Murine mast cells secrete a unique profile of cytokines and prostaglandins in response to distinct TLR2 ligands

  Mast cells (MCs) are important effector cells in host defense against bacteria. In the course of a bacterial infection, MCs can be activated by various mechanisms, i.e. bacterial toxins, endogenously produced infection‐associated peptides or via complement receptors, fimbrial adhesion molecules and toll‐like receptors (TLRs). While some of these mechanisms are well established, the effects of TLR2 ligand‐driven MC activation are far less understood. Here, we show that murine mature connective tissue‐type MCs, but not immature bone marrow‐derived cultured mast cells, express significant amounts of full length TLR2 on their surface. Activation by various TLR2 ligands only induces the selective release of cytokines in peritoneum‐derived cultured mast cells (PCMCs) with preferential secretion of pro‐inflammatory cytokines (IL‐6 > IL‐17 > IFN‐γ TNF > IL‐1 > GM‐CSF) upon stimulation with lipoteichoic acid (LTA).
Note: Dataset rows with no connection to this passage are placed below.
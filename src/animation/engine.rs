//! Tick-driven interpolation between timeline snapshots.
//!
//! A transition is a counter running from 1 to `ticks`. Every call to
//! [`InterpolationEngine::tick`] advances it by one and rewrites the animation
//! state; the last tick snaps to the target snapshot exactly. Whoever owns the
//! engine decides how ticks are scheduled.

use log::{debug, warn};

use super::config::{EngineConfig, LinkSwap};
use super::error::EngineError;
use super::state::{AnimationState, LinkSegment};
use super::timeline::Timeline;
use super::types::{LinkSet, StepIndex};

/// An in-flight transition.
#[derive(Clone, Copy, Debug, PartialEq, Eq)]
pub struct Transition {
	/// Step the interpolation starts from.
	pub from: StepIndex,
	/// Step the interpolation ends on.
	pub to: StepIndex,
	/// Ticks already applied.
	pub tick: u32,
	/// Ticks in the whole transition.
	pub ticks: u32,
}

impl Transition {
	/// Share of the transition already applied, in `0.0..=1.0`.
	pub fn progress(&self) -> f64 {
		f64::from(self.tick) / f64::from(self.ticks)
	}
}

/// What a call to [`InterpolationEngine::tick`] did.
#[derive(Clone, Copy, Debug, PartialEq, Eq)]
pub enum TickOutcome {
	/// No transition is running.
	Idle,
	/// An intermediate frame was written.
	Advanced {
		/// Tick just applied, starting at 1.
		tick: u32,
		/// Ticks in the whole transition.
		ticks: u32,
	},
	/// The final tick ran; the state now equals the snapshot of `step`.
	Completed {
		/// The step reached.
		step: StepIndex,
	},
}

impl TickOutcome {
	/// Whether more ticks follow.
	pub fn is_running(&self) -> bool {
		matches!(self, TickOutcome::Advanced { .. })
	}
}

/// Owns the animation state and moves it between time steps.
#[derive(Debug)]
pub struct InterpolationEngine {
	timeline: Timeline,
	config: EngineConfig,
	state: AnimationState,
	current: StepIndex,
	links_step: StepIndex,
	transition: Option<Transition>,
}

impl InterpolationEngine {
	/// Creates an engine showing the first step of `timeline`.
	pub fn new(timeline: Timeline, config: EngineConfig) -> Result<Self, EngineError> {
		config.validate()?;
		let first = timeline
			.step(0)
			.ok_or(EngineError::InvalidStep { step: 0, len: 0 })?;
		let state = AnimationState::from_snapshot(&first.snapshot);
		Ok(Self {
			timeline,
			config,
			state,
			current: 0,
			links_step: 0,
			transition: None,
		})
	}

	/// The data being animated.
	pub fn timeline(&self) -> &Timeline {
		&self.timeline
	}

	/// Settings the engine was built with.
	pub fn config(&self) -> &EngineConfig {
		&self.config
	}

	/// Current frame of every node.
	pub fn state(&self) -> &AnimationState {
		&self.state
	}

	/// Step the state last settled on.
	pub fn current_step(&self) -> StepIndex {
		self.current
	}

	/// The running transition, if any.
	pub fn in_flight(&self) -> Option<Transition> {
		self.transition
	}

	/// Whether a transition is running.
	pub fn is_running(&self) -> bool {
		self.transition.is_some()
	}

	/// Links currently on display.
	pub fn active_links(&self) -> &LinkSet {
		&self.timeline.steps()[self.links_step].links
	}

	/// Active links resolved against the current state, with the hidden flag set
	/// for links longer than the configured distance limit.
	pub fn link_segments(&self) -> impl Iterator<Item = LinkSegment> + '_ {
		let limit = self.config.distance_limit;
		self.active_links()
			.iter()
			.map(move |&link| self.state.segment(link, limit))
	}

	fn check_step(&self, step: StepIndex) -> Result<(), EngineError> {
		if step < self.timeline.len() {
			Ok(())
		} else {
			Err(EngineError::InvalidStep {
				step,
				len: self.timeline.len(),
			})
		}
	}

	fn check_idle(&self) -> Result<(), EngineError> {
		match self.transition {
			Some(running) => {
				warn!(
					"Rejecting request while transition {} -> {} is at tick {}/{}",
					running.from, running.to, running.tick, running.ticks
				);
				Err(EngineError::Busy {
					from: running.from,
					to: running.to,
				})
			}
			None => Ok(()),
		}
	}

	/// Sets the state to the snapshot of `to` without interpolating.
	pub fn jump_to(&mut self, to: StepIndex) -> Result<(), EngineError> {
		self.check_step(to)?;
		self.check_idle()?;
		self.state.snap_to(&self.timeline.steps()[to].snapshot);
		self.current = to;
		self.links_step = to;
		debug!("Jumped to step {to}");
		Ok(())
	}

	/// Starts moving the state from the snapshot of `from` to the snapshot of
	/// `to`. Returns `Ok(false)` when both are the same step.
	///
	/// Nothing moves until [`tick`](Self::tick) is called.
	pub fn transition(&mut self, from: StepIndex, to: StepIndex) -> Result<bool, EngineError> {
		self.check_step(from)?;
		self.check_step(to)?;
		self.check_idle()?;
		if from == to {
			return Ok(false);
		}

		let ticks = self.config.ticks;
		self.transition = Some(Transition {
			from,
			to,
			tick: 0,
			ticks,
		});
		if self.config.link_swap == LinkSwap::OnStart {
			self.links_step = to;
		}
		debug!("Transition {from} -> {to} started ({ticks} ticks)");
		Ok(true)
	}

	/// Starts a transition from the current step.
	pub fn transition_to(&mut self, to: StepIndex) -> Result<bool, EngineError> {
		self.transition(self.current, to)
	}

	/// Applies the next tick of the running transition.
	pub fn tick(&mut self) -> TickOutcome {
		let Some(transition) = self.transition.as_mut() else {
			return TickOutcome::Idle;
		};
		transition.tick += 1;
		let Transition {
			from,
			to,
			tick,
			ticks,
		} = *transition;

		let steps = self.timeline.steps();
		if tick < ticks {
			self.state
				.blend(&steps[from].snapshot, &steps[to].snapshot, tick, ticks);
			return TickOutcome::Advanced { tick, ticks };
		}

		// Snap instead of evaluating the last tick to avoid accumulated drift.
		self.state.snap_to(&steps[to].snapshot);
		self.links_step = to;
		self.current = to;
		self.transition = None;
		debug!("Transition {from} -> {to} completed");
		TickOutcome::Completed { step: to }
	}

	/// Runs the remaining ticks of the current transition immediately.
	pub fn finish(&mut self) -> TickOutcome {
		let mut outcome = self.tick();
		while outcome.is_running() {
			outcome = self.tick();
		}
		outcome
	}
}

#[cfg(test)]
mod tests {
	use super::*;
	use crate::animation::timeline::StepRecord;
	use crate::animation::types::{GraphNode, LinkRecord, NodeFrame, NodePosition};

	fn two_steps() -> Timeline {
		Timeline::new(
			vec![GraphNode::new("X")],
			vec![
				StepRecord {
					label: None,
					positions: vec![NodePosition::new("X", 0.0, 0.0, 0)],
					links: vec![],
				},
				StepRecord {
					label: None,
					positions: vec![NodePosition::new("X", 100.0, 0.0, 9)],
					links: vec![],
				},
			],
		)
		.unwrap()
	}

	fn drifting() -> Timeline {
		let step = |x: f64, y: f64, d: u32, links: Vec<LinkRecord>| StepRecord {
			label: None,
			positions: vec![
				NodePosition::new("a", x, y, d),
				NodePosition::new("b", y, x, d + 2),
				NodePosition::new("c", 7.0, 7.0, 3),
			],
			links,
		};
		Timeline::new(
			vec![GraphNode::new("a"), GraphNode::new("b"), GraphNode::new("c")],
			vec![
				step(0.1, 0.3, 1, vec![LinkRecord::new("a", "b")]),
				step(0.7, -1.9, 6, vec![LinkRecord::new("b", "c")]),
				step(-333.3, 1e-3, 40, vec![]),
			],
		)
		.unwrap()
	}

	fn frame(engine: &InterpolationEngine, id: &str) -> NodeFrame {
		let key = engine.timeline().node_set().key(id).unwrap();
		engine.state().get(key)
	}

	#[test]
	fn starts_on_first_step() {
		let engine = InterpolationEngine::new(two_steps(), EngineConfig::default()).unwrap();
		assert_eq!(engine.current_step(), 0);
		assert!(!engine.is_running());
		assert_eq!(
			frame(&engine, "X"),
			NodeFrame {
				x: 0.0,
				y: 0.0,
				scale: 1.0
			}
		);
	}

	#[test]
	fn halfway_and_final_frames() {
		let mut engine = InterpolationEngine::new(two_steps(), EngineConfig::default()).unwrap();
		assert_eq!(engine.transition(0, 1), Ok(true));

		for _ in 0..100 {
			assert!(engine.tick().is_running());
		}
		let mid = frame(&engine, "X");
		assert_eq!(mid.x, 50.0);
		assert_eq!(mid.scale, 1.5);
		assert_eq!(engine.in_flight().map(|t| t.progress()), Some(0.5));

		for _ in 100..199 {
			engine.tick();
		}
		assert_eq!(engine.tick(), TickOutcome::Completed { step: 1 });
		let end = frame(&engine, "X");
		assert_eq!(end.x, 100.0);
		assert_eq!(end.scale, 2.0);
		assert_eq!(engine.current_step(), 1);
		assert_eq!(engine.tick(), TickOutcome::Idle);
	}

	#[test]
	fn runs_exactly_the_configured_ticks() {
		let config = EngineConfig {
			ticks: 7,
			..EngineConfig::default()
		};
		let mut engine = InterpolationEngine::new(two_steps(), config).unwrap();
		engine.transition(0, 1).unwrap();
		let mut outcomes = Vec::new();
		loop {
			let outcome = engine.tick();
			outcomes.push(outcome);
			if !outcome.is_running() {
				break;
			}
		}
		assert_eq!(outcomes.len(), 7);
		assert_eq!(outcomes[0], TickOutcome::Advanced { tick: 1, ticks: 7 });
		assert_eq!(outcomes[6], TickOutcome::Completed { step: 1 });
	}

	#[test]
	fn jump_to_matches_snapshot_exactly() {
		let mut engine = InterpolationEngine::new(drifting(), EngineConfig::default()).unwrap();
		for step in [2, 0, 1] {
			engine.jump_to(step).unwrap();
			let snapshot = &engine.timeline().steps()[step].snapshot;
			for key in engine.timeline().node_set().keys() {
				assert_eq!(engine.state().get(key), snapshot.frame(key));
			}
			assert_eq!(engine.current_step(), step);
			assert_eq!(engine.active_links(), &engine.timeline().steps()[step].links);
		}
	}

	#[test]
	fn completed_transition_has_no_drift() {
		let mut engine = InterpolationEngine::new(drifting(), EngineConfig::default()).unwrap();
		for (from, to) in [(0, 2), (2, 1), (1, 0)] {
			engine.transition(from, to).unwrap();
			assert_eq!(engine.finish(), TickOutcome::Completed { step: to });
			let expected = &engine.timeline().steps()[to].snapshot;
			for key in engine.timeline().node_set().keys() {
				assert_eq!(engine.state().get(key), expected.frame(key));
			}
		}
	}

	#[test]
	fn intermediate_frames_stay_between_snapshots() {
		let config = EngineConfig {
			ticks: 50,
			..EngineConfig::default()
		};
		let mut engine = InterpolationEngine::new(drifting(), config).unwrap();
		let timeline = engine.timeline().clone();
		let (from, to) = (&timeline.steps()[0].snapshot, &timeline.steps()[1].snapshot);
		engine.transition(0, 1).unwrap();

		let between = |v: f64, a: f64, b: f64| {
			if a == b {
				v == a
			} else {
				v > a.min(b) && v < a.max(b)
			}
		};
		while engine.tick().is_running() {
			for key in timeline.node_set().keys() {
				let (a, b, v) = (from.frame(key), to.frame(key), engine.state().get(key));
				assert!(between(v.x, a.x, b.x));
				assert!(between(v.y, a.y, b.y));
				assert!(between(v.scale, a.scale, b.scale));
			}
		}
	}

	#[test]
	fn links_swap_after_final_tick() {
		let config = EngineConfig {
			ticks: 3,
			..EngineConfig::default()
		};
		let mut engine = InterpolationEngine::new(drifting(), config).unwrap();
		let before = engine.timeline().steps()[0].links.clone();
		let after = engine.timeline().steps()[1].links.clone();

		engine.transition(0, 1).unwrap();
		engine.tick();
		engine.tick();
		assert_eq!(engine.active_links(), &before);
		engine.tick();
		assert_eq!(engine.active_links(), &after);
	}

	#[test]
	fn links_swap_on_start_when_configured() {
		let config = EngineConfig {
			link_swap: LinkSwap::OnStart,
			..EngineConfig::default()
		};
		let mut engine = InterpolationEngine::new(drifting(), config).unwrap();
		engine.transition(0, 1).unwrap();
		assert_eq!(engine.active_links(), &engine.timeline().steps()[1].links);
		assert_eq!(engine.current_step(), 0);
	}

	#[test]
	fn rejects_overlapping_and_invalid_requests() {
		let mut engine = InterpolationEngine::new(drifting(), EngineConfig::default()).unwrap();
		assert_eq!(
			engine.transition(0, 3),
			Err(EngineError::InvalidStep { step: 3, len: 3 })
		);
		assert_eq!(
			engine.jump_to(9),
			Err(EngineError::InvalidStep { step: 9, len: 3 })
		);

		engine.transition(0, 2).unwrap();
		engine.tick();
		assert_eq!(
			engine.transition(2, 1),
			Err(EngineError::Busy { from: 0, to: 2 })
		);
		assert_eq!(engine.jump_to(1), Err(EngineError::Busy { from: 0, to: 2 }));

		engine.finish();
		assert_eq!(engine.transition_to(1), Ok(true));
	}

	#[test]
	fn same_step_request_is_ignored() {
		let mut engine = InterpolationEngine::new(drifting(), EngineConfig::default()).unwrap();
		assert_eq!(engine.transition_to(0), Ok(false));
		assert!(!engine.is_running());
		assert_eq!(engine.tick(), TickOutcome::Idle);
	}

	#[test]
	fn hides_long_links() {
		let timeline = Timeline::new(
			vec![GraphNode::new("a"), GraphNode::new("b")],
			vec![StepRecord {
				label: None,
				positions: vec![
					NodePosition::new("a", 0.0, 0.0, 0),
					NodePosition::new("b", 221.0, 0.0, 0),
				],
				links: vec![LinkRecord::new("a", "b"), LinkRecord::new("b", "a")],
			}],
		)
		.unwrap();
		let engine = InterpolationEngine::new(timeline, EngineConfig::default()).unwrap();
		assert!(engine.link_segments().all(|segment| segment.hidden));

		let relaxed = InterpolationEngine::new(
			engine.timeline().clone(),
			EngineConfig {
				distance_limit: 221.0,
				..EngineConfig::default()
			},
		)
		.unwrap();
		assert!(relaxed.link_segments().all(|segment| !segment.hidden));
	}

	#[test]
	fn rejects_invalid_config() {
		let config = EngineConfig {
			ticks: 0,
			..EngineConfig::default()
		};
		assert!(matches!(
			InterpolationEngine::new(two_steps(), config),
			Err(EngineError::InvalidConfig(_))
		));
	}
}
This response is much lower in PCMCs stimulated with the TLR2/6 agonist macrophage‐activating lipopeptide‐2 (MALP‐2), which most prominently triggers the release of the immunomodulatory cytokine IL‐10. Furthermore, only LTA but not MALP‐2 induces prostaglandin D2 secretion which is again restricted to the mature MC phenotype. These findings suggest that TLR2 ligand‐mediated activation of mature MCs, i.e. tissue‐residing cells, which most likely occurs during infection, can selectively raise a potent inflammatory or anti‐inflammatory response, depending on TLRs which are engaged.